C.4 Total kapang dan khamir

Jumlah kapang dan khamir di dalam contoh makanan dapat dihitung dengan metode
hitungan cawan menggunakan medium Potato Dextrose Agar (PDA). Jika di dalam contoh
diduga mengandung juga bakteri dalam jumlah tinggi, maka pertumbuhan bakteri dapat
dihambat dengan menambahkan asam tartrat 10% steril ke dalam PDA setelah sterilisasi.
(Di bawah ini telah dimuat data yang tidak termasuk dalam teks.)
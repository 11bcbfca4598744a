//! Key/value token storage backends.
//!
//! DESIGN
//! ======
//! `TokenStorage` mirrors the browser's local storage surface (get/set/remove
//! by key) so the session store does not care where the token lives.
//! `FileStorage` keeps a small JSON object on disk; `MemoryStorage` is used
//! by tests and embedders that do not need persistence.

#[cfg(test)]
#[path = "storage_test.rs"]
mod storage_test;

use std::collections::{BTreeMap, HashMap};
use std::path::{Path, PathBuf};
use std::sync::{Mutex, PoisonError};

/// Errors produced by storage backends.
#[derive(Debug, thiserror::Error)]
pub enum StorageError {
    #[error("storage I/O failed: {0}")]
    Io(#[from] std::io::Error),

    #[error("storage file is not valid JSON: {0}")]
    Json(#[from] serde_json::Error),
}

pub trait TokenStorage: Send + Sync {
    /// Read the value stored under `key`.
    ///
    /// # Errors
    ///
    /// Returns an error if the backend cannot be read.
    fn get(&self, key: &str) -> Result<Option<String>, StorageError>;

    /// Store `value` under `key`, replacing any previous value.
    ///
    /// # Errors
    ///
    /// Returns an error if the backend cannot be written.
    fn set(&self, key: &str, value: &str) -> Result<(), StorageError>;

    /// Remove `key`. Removing a missing key succeeds.
    ///
    /// # Errors
    ///
    /// Returns an error if the backend cannot be written.
    fn remove(&self, key: &str) -> Result<(), StorageError>;
}

// =============================================================================
// MEMORY
// =============================================================================

#[derive(Debug, Default)]
pub struct MemoryStorage {
    entries: Mutex<HashMap<String, String>>,
}

impl MemoryStorage {
    #[must_use]
    pub fn new() -> Self {
        Self::default()
    }

    /// Storage pre-seeded with one entry, as if a previous visit logged in.
    #[must_use]
    pub fn with_entry(key: &str, value: &str) -> Self {
        let storage = Self::new();
        storage.entries().insert(key.to_owned(), value.to_owned());
        storage
    }

    fn entries(&self) -> std::sync::MutexGuard<'_, HashMap<String, String>> {
        self.entries.lock().unwrap_or_else(PoisonError::into_inner)
    }
}

impl TokenStorage for MemoryStorage {
    fn get(&self, key: &str) -> Result<Option<String>, StorageError> {
        Ok(self.entries().get(key).cloned())
    }

    fn set(&self, key: &str, value: &str) -> Result<(), StorageError> {
        self.entries().insert(key.to_owned(), value.to_owned());
        Ok(())
    }

    fn remove(&self, key: &str) -> Result<(), StorageError> {
        self.entries().remove(key);
        Ok(())
    }
}

// =============================================================================
// FILE
// =============================================================================

/// JSON-object file storage. A missing file reads as empty.
#[derive(Debug, Clone)]
pub struct FileStorage {
    path: PathBuf,
}

impl FileStorage {
    #[must_use]
    pub fn new(path: impl Into<PathBuf>) -> Self {
        Self { path: path.into() }
    }

    #[must_use]
    pub fn path(&self) -> &Path {
        &self.path
    }

    fn read_all(&self) -> Result<BTreeMap<String, String>, StorageError> {
        match std::fs::read_to_string(&self.path) {
            Ok(raw) if raw.trim().is_empty() => Ok(BTreeMap::new()),
            Ok(raw) => Ok(serde_json::from_str(&raw)?),
            Err(e) if e.kind() == std::io::ErrorKind::NotFound => Ok(BTreeMap::new()),
            Err(e) => Err(e.into()),
        }
    }

    /// Entries to start a write from, and whether the file was corrupt. A
    /// corrupt file is replaced rather than blocking login and logout.
    fn read_for_write(&self) -> Result<(BTreeMap<String, String>, bool), StorageError> {
        match self.read_all() {
            Ok(entries) => Ok((entries, false)),
            Err(StorageError::Json(err)) => {
                tracing::warn!(path = %self.path.display(), error = %err, "discarding corrupt token file");
                Ok((BTreeMap::new(), true))
            }
            Err(err) => Err(err),
        }
    }

    fn write_all(&self, entries: &BTreeMap<String, String>) -> Result<(), StorageError> {
        if let Some(parent) = self.path.parent().filter(|p| !p.as_os_str().is_empty()) {
            std::fs::create_dir_all(parent)?;
        }
        let raw = serde_json::to_string_pretty(entries)?;
        let tmp = self.path.with_extension("tmp");
        std::fs::write(&tmp, raw)?;
        restrict_permissions(&tmp)?;
        std::fs::rename(&tmp, &self.path)?;
        Ok(())
    }
}

impl TokenStorage for FileStorage {
    fn get(&self, key: &str) -> Result<Option<String>, StorageError> {
        Ok(self.read_all()?.remove(key))
    }

    fn set(&self, key: &str, value: &str) -> Result<(), StorageError> {
        let (mut entries, _) = self.read_for_write()?;
        entries.insert(key.to_owned(), value.to_owned());
        self.write_all(&entries)
    }

    fn remove(&self, key: &str) -> Result<(), StorageError> {
        let (mut entries, corrupt) = self.read_for_write()?;
        if entries.remove(key).is_none() && !corrupt {
            return Ok(());
        }
        self.write_all(&entries)
    }
}

// Tokens are credentials: owner read/write only.
#[cfg(unix)]
fn restrict_permissions(path: &Path) -> std::io::Result<()> {
    use std::os::unix::fs::PermissionsExt;
    std::fs::set_permissions(path, std::fs::Permissions::from_mode(0o600))
}

#[cfg(not(unix))]
fn restrict_permissions(_path: &Path) -> std::io::Result<()> {
    Ok(())
}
Jumlah yang ditambahkan biasanya 1 ml asam tartrat 10% ke dalam setiap 100 ml PDA steril

PDA adalah suatu medium yang mengandung sumber karbohidrat dalam jumlah
cukup, yaitu Terdiri dari 20% ekstrak kentang dan 2% glukosa, sehingga baik untuk
pertumbuhan kapang dan Khamir tetapi kurang baik untuk pertumbuhan bakteri. Akan
tetapi karena beberapa bakteri juga memfermentasi karbohidrat dan menggunakannya
sebagai sumber energi, maka beberapa bakteri masih mungkin tumbuh pada PDA. Dengan
menurunkan pH PDA menjadi kira-kira 3,5, pertumbuhan bakteri akan terhambat karena
pada umumnya bakteri tidak dapat tumbuh.